Roger Dingledine arma@mit.edu wrote:
On Sun, Jun 04, 2017 at 12:30:20AM -0500, Scott Bennett wrote:
Late Wednesday afternoon, I restarted my relay (MYCROFTsOtherChild),
which changed it from 0.3.0.6 to 0.3.0.7. That was the only change I made. It went through a normal startup and published its descriptor. After a few hours, tor noticed that its descriptor was still not in the latest consensus
Interesting mystery! You always have the most exciting mysteries. :)
A lifelong problem, I'm afraid. I started bumping into compiler and library bugs at 16 or 17 that nobody had reported. It was all unintentional on my part. BTW, some time back, I noticed that the uptime instability in heartbeat messages returned, or perhaps it's a new one. It reports the first 3600-second heartbeat period at 0:59 hours, and each one thereafter is at n:59 hours. If the system is under some particularly heavy load, I've seen the time lengthen to where the messages show up as late as n:04 hours.

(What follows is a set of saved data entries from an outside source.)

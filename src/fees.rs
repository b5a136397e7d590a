use anchor_lang::prelude::*;
use crate::{
    contexts::{GlobalConfig, Pool, StackInfo},
    curve::{apply_bps, mul_div_floor},
    errors::AmmError,
    constants::BPS_DENOM,
};

/// One swap fee, in normalized input units.
///
/// `protocol` and `creator` leave the reserves for the fee vaults; `pool` stays
/// behind as LP income.
#[derive(Debug, Clone, Copy, Default, PartialEq, Eq)]
pub struct FeeSplit {
    pub protocol: u128,
    pub creator: u128,
    pub pool: u128,
}

impl FeeSplit {
    pub fn total(&self) -> Result<u128> {
        Ok(self
            .protocol
            .checked_add(self.creator)
            .and_then(|sum| sum.checked_add(self.pool))
            .ok_or(AmmError::ArithmeticOverflow)?)
    }

    /// Portion paid out of the reserves.
    pub fn distributed(&self) -> Result<u128> {
        Ok(self
            .protocol
            .checked_add(self.creator)
            .ok_or(AmmError::ArithmeticOverflow)?)
    }
}

/// Splits `fee_bps` of `amount_in`.
///
/// total = floor(in * fee_bps), protocol = floor(total * protocol_fee_bps),
/// creator = min(total - protocol, floor(in * creator_fee_bps)), pool = rest.
pub fn split_fee(
    amount_in: u128,
    fee_bps: u16,
    protocol_fee_bps: u16,
    creator_fee_bps: u16,
) -> Result<FeeSplit> {
    require!(
        fee_bps <= BPS_DENOM && protocol_fee_bps <= BPS_DENOM,
        AmmError::InvalidParameter
    );
    let total = apply_bps(amount_in, fee_bps)?;
    let protocol = mul_div_floor(total, protocol_fee_bps as u128, BPS_DENOM as u128)?;
    let creator_cap = apply_bps(amount_in, creator_fee_bps)?;
    let after_protocol = total
        .checked_sub(protocol)
        .ok_or(AmmError::ArithmeticOverflow)?;
    let creator = after_protocol.min(creator_cap);
    let pool = after_protocol
        .checked_sub(creator)
        .ok_or(AmmError::ArithmeticOverflow)?;

    Ok(FeeSplit {
        protocol,
        creator,
        pool,
    })
}

/// Validates a creator claim and zeroes the accrual. Returns the amount to pay out
/// of the creator fee vault.
pub fn claim_creator_fees(
    pool: &mut Pool,
    stack_info: &StackInfo,
    global: &GlobalConfig,
    caller: &Pubkey,
    now: i64,
) -> Result<u64> {
    stack_info.ensure_creator(caller)?;
    require_keys_eq!(stack_info.stack_mint, pool.stack_mint, AmmError::InvalidParameter);

    let elapsed = now
        .checked_sub(pool.last_claim_timestamp)
        .ok_or(AmmError::ArithmeticOverflow)?;
    if elapsed < global.creator_claim_lock_secs {
        msg!(
            "Creator claim locked for another {}s",
            global.creator_claim_lock_secs - elapsed
        );
        return err!(AmmError::ClaimLocked);
    }

    let amount = pool.creator_claimable;
    require!(
        amount > 0 && amount >= global.dust_threshold,
        AmmError::BelowDustThreshold
    );

    pool.creator_claimable = 0;
    pool.last_claim_timestamp = now;
    Ok(amount)
}
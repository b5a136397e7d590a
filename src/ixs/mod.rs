mod init_global;
mod update_global_config;
mod set_paused;
mod register_stack;
mod create_pool;
mod set_pool_params;
mod provide_liquidity;
mod remove_liquidity;
mod emergency_withdraw;
mod swap;
mod mint_stack_via_pool;
mod claim_creator_fees;
mod withdraw_protocol_fees;
mod set_governance_approval;
mod view_mid_price;

pub use init_global::*;
pub use update_global_config::*;
pub use set_paused::*;
pub use register_stack::*;
pub use create_pool::*;
pub use set_pool_params::*;
pub use provide_liquidity::*;
pub use remove_liquidity::*;
pub use emergency_withdraw::*;
pub use swap::*;
pub use mint_stack_via_pool::*;
pub use claim_creator_fees::*;
pub use withdraw_protocol_fees::*;
pub use set_governance_approval::*;
pub use view_mid_price::*;
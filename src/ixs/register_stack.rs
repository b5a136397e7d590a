use anchor_lang::prelude::*;
use anchor_spl::token::{Mint, Token};
use crate::{constants::*, contexts::*, custody::hand_over_mint_authority, events::StackRegistered};

pub fn register_stack(ctx: Context<RegisterStack>, creator_fee_bps: u16) -> Result<()> {
    let creator = ctx.accounts.creator.key();
    let stack_mint = ctx.accounts.stack_mint.key();
    let mint_authority = ctx.accounts.stack_mint_auth.key();

    ctx.accounts.stack_info.register(
        &ctx.accounts.global,
        creator,
        stack_mint,
        mint_authority,
        creator_fee_bps,
        ctx.bumps.stack_info,
    )?;

    // Registering proves issuance: the signer must hold the minting right, which
    // then moves to the program's PDA for `mint_stack_via_pool`
    StackInfo::ensure_issuer(&ctx.accounts.stack_mint.mint_authority, &creator)?;
    hand_over_mint_authority(
        &ctx.accounts.token_program,
        &ctx.accounts.stack_mint,
        &ctx.accounts.creator,
        mint_authority,
    )?;

    msg!("Stack {} registered by {}", stack_mint, creator);
    emit!(StackRegistered {
        creator,
        stack_mint,
        creator_fee_bps,
    });
    Ok(())
}

#[derive(Accounts)]
pub struct RegisterStack<'info> {
    // Must be the stack mint's current mint authority
    #[account(mut)]
    pub creator: Signer<'info>,

    #[account(seeds = [GLOBAL_SEED], bump = global.bump)]
    pub global: Account<'info, GlobalConfig>,

    #[account(mut)]
    pub stack_mint: Account<'info, Mint>,

    /// CHECK: PDA that receives the stack's mint authority, holds no data
    #[account(seeds = [STACK_MINT_AUTH_SEED, stack_mint.key().as_ref()], bump)]
    pub stack_mint_auth: UncheckedAccount<'info>,

    #[account(
        init_if_needed,
        payer = creator,
        space = 8 + StackInfo::INIT_SPACE,
        seeds = [STACK_INFO_SEED, stack_mint.key().as_ref()],
        bump
    )]
    pub stack_info: Account<'info, StackInfo>,

    pub token_program: Program<'info, Token>,
    pub system_program: Program<'info, System>,
}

I just instrumented moria1 to be more detailed on why it doesn't find each relay reachable, and here's what I found:
Jun 04 18:12:44.147 [info] dirserv_single_reachability_test(): Testing reachability of MYCROFTsOtherChild at 73.246.41.113:32323. Jun 04 18:13:47.147 [info] connection_handle_write_impl(): in-progress connect to 73.246.41.113:32323 failed. Removing. (Connection timed out)

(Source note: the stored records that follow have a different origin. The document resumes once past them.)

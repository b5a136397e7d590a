#![allow(dead_code)]

use std::collections::HashMap;

use anchor_lang::prelude::*;
use stackmint_amm::{
    contexts::{
        GlobalConfig, GlobalParams, GovernanceApproval, GovernanceGate, Pool, PoolConfig,
        PoolVaults, StackInfo,
    },
    curve::{MintDecimals, Normalizer, Reserves},
    fees,
    liquidity::{plan_deposit, plan_taxed_deposit, plan_withdrawal, DepositPlan, WithdrawPlan},
    pda,
    swap::{execute_swap, SwapDirection, SwapEnv, SwapPlan, SwapRequest},
};

pub const START: i64 = 1_700_000_000;
pub const LOCK_SECS: i64 = 604_800;

/// Token balances held by the pool's four vaults.
#[derive(Debug, Clone, Copy, Default, PartialEq, Eq)]
pub struct Vaults {
    pub stack: u64,
    pub quote: u64,
    pub protocol_fee: u64,
    pub creator_fee: u64,
}

/// Drives the planning API the way the instruction handlers do, settling
/// against in-memory vault balances instead of token CPIs.
pub struct Harness {
    pub admin: Pubkey,
    pub creator: Pubkey,
    pub global: GlobalConfig,
    pub stack_info: StackInfo,
    pub pool: Pool,
    pub pool_key: Pubkey,
    pub decimals: MintDecimals,
    pub vaults: Vaults,
    pub lp_balances: HashMap<Pubkey, u64>,
    /// Stack supply created through `mint_via_pool`.
    pub stack_minted: u64,
    pub now: i64,
}

impl Harness {
    pub fn new(creator_fee_bps: u16, fee_bps: u16, decimals: MintDecimals) -> Self {
        let admin = Pubkey::new_unique();
        let creator = Pubkey::new_unique();

        let mut global = GlobalConfig::default();
        global
            .initialize(
                admin,
                Pubkey::new_unique(),
                GlobalParams {
                    protocol_fee_bps: 50,
                    pauser: Pubkey::new_unique(),
                    fee_manager: Pubkey::new_unique(),
                    governance: Pubkey::new_unique(),
                    max_fee_bps: 2_000,
                    dust_threshold: 10,
                    creator_claim_lock_secs: LOCK_SECS,
                },
                pda::global_address().1,
            )
            .unwrap();

        let stack_mint = Pubkey::new_unique();
        let quote_mint = Pubkey::new_unique();
        let mut stack_info = StackInfo::default();
        stack_info
            .register(
                &global,
                creator,
                stack_mint,
                pda::stack_mint_authority_address(&stack_mint).0,
                creator_fee_bps,
                pda::stack_info_address(&stack_mint).1,
            )
            .unwrap();

        let (pool_key, pool_bump) = pda::pool_address(&stack_mint, &quote_mint);
        let (vault_authority, vault_authority_bump) = pda::vault_authority_address(&pool_key);
        let mut pool = Pool::default();
        pool.initialize(
            &global,
            &stack_info,
            PoolConfig {
                stack_mint,
                quote_mint,
                lp_mint: pda::lp_mint_address(&pool_key).0,
                fee_bps,
                k_value: 0,
                fee_on_transfer: false,
                decimal_normalize_to: 9,
                vaults: PoolVaults {
                    stack: pda::stack_vault_address(&pool_key).0,
                    quote: pda::quote_vault_address(&pool_key).0,
                    protocol_fee: pda::protocol_fee_vault_address(&pool_key).0,
                    creator_fee: pda::creator_fee_vault_address(&pool_key).0,
                },
                vault_authority,
                oracle: Pubkey::new_unique(),
            },
            pool_bump,
            vault_authority_bump,
        )
        .unwrap();

        Self {
            admin,
            creator,
            global,
            stack_info,
            pool,
            pool_key,
            decimals,
            vaults: Vaults::default(),
            lp_balances: HashMap::new(),
            stack_minted: 0,
            now: START,
        }
    }

    pub fn standard() -> Self {
        Self::new(300, 30, MintDecimals { stack: 9, quote: 9 })
    }

    pub fn reserves(&self) -> Reserves {
        Reserves {
            stack: self.vaults.stack,
            quote: self.vaults.quote,
        }
    }

    pub fn normalizer(&self) -> Normalizer {
        Normalizer::new(self.decimals, self.pool.decimal_normalize_to).unwrap()
    }

    /// Product of the normalized reserves.
    pub fn product(&self) -> u128 {
        let n = self.normalizer().reserves(self.reserves()).unwrap();
        n.stack * n.quote
    }

    pub fn lp_balance(&self, who: &Pubkey) -> u64 {
        self.lp_balances.get(who).copied().unwrap_or(0)
    }

    pub fn outstanding_lp(&self) -> u64 {
        self.lp_balances.values().sum()
    }

    /// The LP mint's supply, as the handlers read it.
    fn sync_lp_supply(&mut self) {
        let supply = self.outstanding_lp();
        self.pool.sync_lp_supply(supply);
    }

    pub fn provide(&mut self, who: Pubkey, amount_stack: u64, amount_quote: u64) -> Result<DepositPlan> {
        self.provide_taxed(who, amount_stack, amount_quote, 0)
    }

    /// Deposit where the stack mint withholds `tax_bps` of every transfer.
    pub fn provide_taxed(
        &mut self,
        who: Pubkey,
        amount_stack: u64,
        amount_quote: u64,
        tax_bps: u64,
    ) -> Result<DepositPlan> {
        self.global.ensure_not_paused()?;
        self.sync_lp_supply();
        let normalizer = self.normalizer();
        let reserves = self.reserves();
        let supply = self.pool.total_lp_supply;
        let planned = plan_deposit(&normalizer, reserves, supply, amount_stack, amount_quote)?;
        let received = planned.stack_in - planned.stack_in * tax_bps / 10_000;
        let plan = plan_taxed_deposit(&normalizer, reserves, supply, planned, received)?;
        self.pool.record_deposit(plan.lp_minted)?;
        self.vaults.stack += plan.stack_in;
        self.vaults.quote += plan.quote_in;
        *self.lp_balances.entry(who).or_default() += plan.lp_minted;
        Ok(plan)
    }

    fn withdraw(&mut self, who: Pubkey, lp_amount: u64) -> Result<WithdrawPlan> {
        self.sync_lp_supply();
        let plan = plan_withdrawal(
            self.reserves(),
            self.pool.total_lp_supply,
            self.lp_balance(&who),
            lp_amount,
        )?;
        self.pool.record_withdrawal(plan.lp_burned)?;
        self.vaults.stack -= plan.stack_out;
        self.vaults.quote -= plan.quote_out;
        *self.lp_balances.entry(who).or_default() -= plan.lp_burned;
        Ok(plan)
    }

    pub fn remove(&mut self, who: Pubkey, lp_amount: u64) -> Result<WithdrawPlan> {
        self.global.ensure_not_paused()?;
        self.withdraw(who, lp_amount)
    }

    pub fn emergency_withdraw(&mut self, who: Pubkey, lp_amount: u64) -> Result<WithdrawPlan> {
        self.withdraw(who, lp_amount)
    }

    pub fn swap(
        &mut self,
        direction: SwapDirection,
        amount_in: u64,
        min_amount_out: u64,
        approval: Option<&GovernanceApproval>,
    ) -> Result<SwapPlan> {
        self.sync_lp_supply();
        let env = SwapEnv {
            global: &self.global,
            stack_info: &self.stack_info,
            pool_key: self.pool_key,
            decimals: self.decimals,
            reserves: self.reserves(),
            now: self.now,
        };
        let plan = execute_swap(
            &env,
            &mut self.pool,
            SwapRequest {
                direction,
                amount_in,
                min_amount_out,
            },
            GovernanceGate::from(approval),
        )?;

        match direction {
            SwapDirection::StackToQuote => {
                self.vaults.stack += plan.amount_in;
                self.vaults.quote -= plan.amount_out;
            }
            SwapDirection::QuoteToStack => {
                self.vaults.quote += plan.amount_in;
                self.vaults.stack -= plan.amount_out;
            }
        }
        self.vaults.quote -= plan.protocol_fee_quote + plan.creator_fee_quote;
        self.vaults.protocol_fee += plan.protocol_fee_quote;
        self.vaults.creator_fee += plan.creator_fee_quote;
        Ok(plan)
    }

    /// Buys newly minted stack with quote; the stack vault is not touched.
    pub fn mint_via_pool(&mut self, quote_in: u64, min_stack_out: u64) -> Result<SwapPlan> {
        self.sync_lp_supply();
        let env = SwapEnv {
            global: &self.global,
            stack_info: &self.stack_info,
            pool_key: self.pool_key,
            decimals: self.decimals,
            reserves: self.reserves(),
            now: self.now,
        };
        let plan = execute_swap(
            &env,
            &mut self.pool,
            SwapRequest {
                direction: SwapDirection::QuoteToStack,
                amount_in: quote_in,
                min_amount_out: min_stack_out,
            },
            GovernanceGate::None,
        )?;
        self.vaults.quote += plan.amount_in;
        self.vaults.quote -= plan.protocol_fee_quote + plan.creator_fee_quote;
        self.vaults.protocol_fee += plan.protocol_fee_quote;
        self.vaults.creator_fee += plan.creator_fee_quote;
        self.stack_minted += plan.amount_out;
        Ok(plan)
    }

    /// A holder burning shares through the token program, bypassing the pool.
    pub fn burn_outside(&mut self, who: Pubkey, amount: u64) {
        *self.lp_balances.entry(who).or_default() -= amount;
    }

    pub fn claim(&mut self, caller: Pubkey) -> Result<u64> {
        let amount = fees::claim_creator_fees(
            &mut self.pool,
            &self.stack_info,
            &self.global,
            &caller,
            self.now,
        )?;
        self.vaults.creator_fee -= amount;
        Ok(amount)
    }

    pub fn pause(&mut self, paused: bool) {
        let pauser = self.global.pauser;
        self.global.set_paused(&pauser, paused).unwrap();
    }
}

Jun 04 18:34:04.205 [info] dirserv_single_reachability_test(): Testing reachability of MYCROFTsOtherChild at 73.246.41.113:32323. Jun 04 18:35:07.205 [info] connection_handle_write_impl(): in-progress connect to 73.246.41.113:32323 failed. Removing. (Connection timed out)

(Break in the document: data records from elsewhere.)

mod global;
mod stack_info;
mod pool;
mod governance_approval;

pub use global::*;
pub use stack_info::*;
pub use pool::*;
pub use governance_approval::*;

So it would appear that it's trying to make a TCP connection, and after 63 seconds, it decides it's not going to work.
It would seem that 6 of the 8 directory authorities are not voting the Running flag, so I guess they are seeing something similar (or would be if they hacked their logs up to display it).
Which versions are the Running votes coming from versus the non-Running?
This is weird, because when I telnet to your IP:port, it connects easily. And when I set your IP:port as my bridge address, my Tor client bootstraps fine.
So I am left wondering if there's something different about how Tor requests that the system launch a TCP connection, or if Comcast or your system is somehow filtering (or not being able to handle) certain connection attempts.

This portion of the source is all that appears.